Dataset items

#[cfg(test)]
mod tests {
    use super::*;
    use crate::features::capacity_table::repo::{
        CapacityTableRepository, InMemoryCapacityTableRepository,
    };
    use base64::engine::general_purpose::STANDARD;
    use base64::Engine as _;
    use proptest::prelude::*;
    use sigpool_core::{CapacitySlot, LifecycleState};
    use sigpool_providers::SimulatedComputeRepository;
    use std::time::Duration;

    fn settings(limit: u32, candidates: &[&str]) -> ProvisionerSettings {
        ProvisionerSettings {
            concurrency_limit: limit,
            placement_candidates: candidates.iter().map(|c| c.to_string()).collect(),
            launch_template: LaunchTemplateRef::parse("lt-0abc").unwrap(),
            bootstrap: BootstrapTemplate::new("mm=%MATCHMAKER_IP%", "%MATCHMAKER_IP%").unwrap(),
            matchmaker_address: "10.1.2.3".to_string(),
            application_tag: "sigpool-test".to_string(),
            instance_name: "signalling-server".to_string(),
            readiness: ReadinessPolicy::new(Duration::from_secs(2), Duration::from_secs(6))
                .unwrap(),
            binding_mode: BindingMode::Unconditional,
        }
    }

    struct Fixture {
        compute: Arc<SimulatedComputeRepository>,
        slots: Arc<InMemoryCapacityTableRepository>,
        provisioner: InstanceProvisioner,
    }

    fn fixture(settings: ProvisionerSettings, compute: SimulatedComputeRepository) -> Fixture {
        let compute = Arc::new(compute);
        let slots = Arc::new(InMemoryCapacityTableRepository::new());
        let capacity = Arc::new(CapacityTableService::new(slots.clone()));
        let provisioner = InstanceProvisioner::with_rng(
            compute.clone(),
            capacity,
            settings,
            StdRng::seed_from_u64(7),
        )
        .unwrap();
        Fixture {
            compute,
            slots,
            provisioner,
        }
    }

    async fn preload_live(compute: &SimulatedComputeRepository, count: usize) {
        for i in 0..count {
            compute
                .insert_existing(
                    &format!("i-existing-{i}"),
                    BTreeMap::from([(APPLICATION_TAG_KEY.to_string(), "sigpool-test".to_string())]),
                    LifecycleState::Running,
                )
                .await;
        }
    }

    #[test]
    fn test_zero_limit_is_rejected() {
        let compute = Arc::new(SimulatedComputeRepository::default());
        let capacity = Arc::new(CapacityTableService::new(Arc::new(
            InMemoryCapacityTableRepository::new(),
        )));
        let result = InstanceProvisioner::new(compute, capacity, settings(0, &[]));
        assert!(matches!(result, Err(ControlPlaneError::Config(_))));
    }

    #[tokio::test]
    async fn test_on_demand_at_limit_returns_capacity_exceeded_without_launch() {
        let f = fixture(settings(3, &[]), SimulatedComputeRepository::new(Some(0)));
        preload_live(&f.compute, 3).await;

        let outcome = f.provisioner.provision(ProvisionMode::OnDemand).await;

        assert_eq!(outcome, ProvisionOutcome::CapacityExceeded { live: 3, limit: 3 });
        assert!(f.compute.launches().await.is_empty());
    }

    #[tokio::test]
    async fn test_on_demand_below_limit_launches_one_and_binds_slot() {
        let f = fixture(settings(3, &["subnet-a"]), SimulatedComputeRepository::new(Some(0)));
        preload_live(&f.compute, 2).await;
        f.slots
            .put_if_absent(CapacitySlot::new("s1", "rule-1", "/s1"))
            .await
            .unwrap();

        let outcome = f.provisioner.provision(ProvisionMode::OnDemand).await;

        let instance = match outcome {
            ProvisionOutcome::Created { instance } => instance,
            other => panic!("expected Created, got {other:?}"),
        };
        assert!(instance.instance.public_address.is_some());
        assert_eq!(instance.bound_slot.as_deref(), Some("s1"));
        let stored = f.slots.get("s1").await.unwrap().unwrap();
        assert_eq!(stored.instance_id, instance.instance.instance_id);

        let launches = f.compute.launches().await;
        assert_eq!(launches.len(), 1);
        assert_eq!(launches[0].count, 1);
        assert_eq!(launches[0].placement.as_deref(), Some("subnet-a"));
    }

    #[tokio::test]
    async fn test_launch_request_carries_tags_template_and_payload() {
        let f = fixture(settings(1, &[]), SimulatedComputeRepository::new(Some(0)));

        f.provisioner.provision(ProvisionMode::OnDemand).await;

        let launch = f.compute.launches().await.remove(0);
        assert_eq!(launch.template, LaunchTemplateRef::Id("lt-0abc".to_string()));
        assert_eq!(launch.placement, None);
        assert_eq!(launch.tags.get("Name").map(String::as_str), Some("signalling-server"));
        assert_eq!(launch.tags.get("Type").map(String::as_str), Some("signalling"));
        assert_eq!(launch.tags.get("Application").map(String::as_str), Some("sigpool-test"));
        assert_eq!(launch.tags.get("CreatedBy").map(String::as_str), Some(CREATED_BY));

        let decoded = STANDARD.decode(&launch.bootstrap_payload).unwrap();
        assert_eq!(String::from_utf8(decoded).unwrap(), "mm=10.1.2.3");
    }

    #[tokio::test]
    async fn test_on_demand_without_free_slot_still_creates() {
        let f = fixture(settings(2, &[]), SimulatedComputeRepository::new(Some(0)));

        let outcome = f.provisioner.provision(ProvisionMode::OnDemand).await;

        match outcome {
            ProvisionOutcome::Created { instance } => assert!(instance.bound_slot.is_none()),
            other => panic!("expected Created, got {other:?}"),
        }
    }

    #[tokio::test(start_paused = true)]
    async fn test_readiness_timeout_is_created_with_unknown_state() {
        let f = fixture(settings(2, &[]), SimulatedComputeRepository::new(None));

        let outcome = f.provisioner.provision(ProvisionMode::OnDemand).await;

        match outcome {
            ProvisionOutcome::Created { instance } => {
                assert_eq!(instance.instance.lifecycle_state, LifecycleState::Unknown);
            }
            other => panic!("expected Created, got {other:?}"),
        }
    }

    #[tokio::test]
    async fn test_launch_failure_is_reported() {
        let compute = SimulatedComputeRepository::new(Some(0));
        compute
            .set_launch_failure(Some("InsufficientInstanceCapacity".to_string()))
            .await;
        let f = fixture(settings(2, &[]), compute);

        let outcome = f.provisioner.provision(ProvisionMode::OnDemand).await;

        match outcome {
            ProvisionOutcome::LaunchFailed { reason } => {
                assert!(reason.contains("InsufficientInstanceCapacity"));
            }
            other => panic!("expected LaunchFailed, got {other:?}"),
        }
    }

    #[tokio::test]
    async fn test_bulk_fill_launches_limit_regardless_of_pool() {
        let f = fixture(settings(2, &["subnet-a", "subnet-b"]), SimulatedComputeRepository::new(None));
        preload_live(&f.compute, 5).await;

        let outcome = f.provisioner.provision(ProvisionMode::BulkFill).await;

        assert_eq!(outcome.launched_count(), 2);
        let launches = f.compute.launches().await;
        assert_eq!(launches.len(), 2);
        for launch in &launches {
            assert_eq!(launch.count, 1);
            let placement = launch.placement.as_deref().unwrap();
            assert!(placement == "subnet-a" || placement == "subnet-b");
        }
        // Known overshoot: 5 already live plus 2 new against a limit of 2.
        assert_eq!(f.provisioner.live_count().await.unwrap(), 7);
    }

    #[tokio::test]
    async fn test_bulk_fill_without_candidates_has_no_placement() {
        let f = fixture(settings(2, &[]), SimulatedComputeRepository::new(None));

        f.provisioner.provision(ProvisionMode::BulkFill).await;

        let launches = f.compute.launches().await;
        assert_eq!(launches.len(), 2);
        assert!(launches.iter().all(|l| l.placement.is_none()));
    }

    #[tokio::test]
    async fn test_bulk_fill_does_not_bind_slots() {
        let f = fixture(settings(2, &[]), SimulatedComputeRepository::new(Some(0)));
        f.slots
            .put_if_absent(CapacitySlot::new("s1", "rule-1", "/s1"))
            .await
            .unwrap();

        let outcome = f.provisioner.provision(ProvisionMode::BulkFill).await;

        let instances = match outcome {
            ProvisionOutcome::BulkCreated { instances } => instances,
            other => panic!("expected BulkCreated, got {other:?}"),
        };
        assert!(instances.iter().all(|i| i.bound_slot.is_none()));
        assert!(instances
            .iter()
            .all(|i| i.instance.lifecycle_state == LifecycleState::Pending));
        assert!(f.slots.get("s1").await.unwrap().unwrap().is_unassigned());
    }

    #[tokio::test]
    async fn test_bulk_fill_failure_names_successful_launches() {
        let compute = SimulatedComputeRepository::new(None);
        compute.set_launch_failure(Some("quota".to_string())).await;
        let f = fixture(settings(3, &[]), compute);

        let outcome = f.provisioner.provision(ProvisionMode::BulkFill).await;

        match outcome {
            ProvisionOutcome::LaunchFailed { reason } => {
                assert!(reason.contains("launch 1 of 3"));
                assert!(reason.contains("after 0 succeeded"));
            }
            other => panic!("expected LaunchFailed, got {other:?}"),
        }
    }

    #[tokio::test]
    async fn test_seeded_rng_gives_reproducible_placements() {
        let candidates = ["a", "b", "c", "d"];
        let mut runs = Vec::new();
        for _ in 0..2 {
            let f = fixture(settings(4, &candidates), SimulatedComputeRepository::new(None));
            f.provisioner.provision(ProvisionMode::BulkFill).await;
            let placements: Vec<_> = f
                .compute
                .launches()
                .await
                .into_iter()
                .map(|l| l.placement)
                .collect();
            runs.push(placements);
        }
        assert_eq!(runs[0], runs[1]);
    }

    proptest! {
        #[test]
        fn property_on_demand_launches_iff_below_limit(limit in 1u32..6, live in 0usize..9) {
            tokio_test::block_on(async {
                let f = fixture(settings(limit, &["a", "b"]), SimulatedComputeRepository::new(Some(0)));
                preload_live(&f.compute, live).await;

                let outcome = f.provisioner.provision(ProvisionMode::OnDemand).await;
                let launches = f.compute.launches().await.len();

                if live < limit as usize {
                    prop_assert_eq!(launches, 1);
                    prop_assert!(matches!(outcome, ProvisionOutcome::Created { .. }), "expected Created");
                } else {
                    prop_assert_eq!(launches, 0);
                    prop_assert_eq!(outcome, ProvisionOutcome::CapacityExceeded { live, limit });
                }
                Ok(())
            })?;
        }

        #[test]
        fn property_bulk_fill_launches_exactly_limit(limit in 1u32..6, live in 0usize..9) {
            tokio_test::block_on(async {
                let f = fixture(settings(limit, &["a", "b", "c"]), SimulatedComputeRepository::new(None));
                preload_live(&f.compute, live).await;

                f.provisioner.provision(ProvisionMode::BulkFill).await;

                prop_assert_eq!(f.compute.launches().await.len(), limit as usize);
                Ok(())
            })?;
        }
    }
}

= TASK REQUIREMENTS =
The number of lines in the data that contain the word "ProvisionOutcome" is all that should be stated.

= EXERCISE ANSWER =
9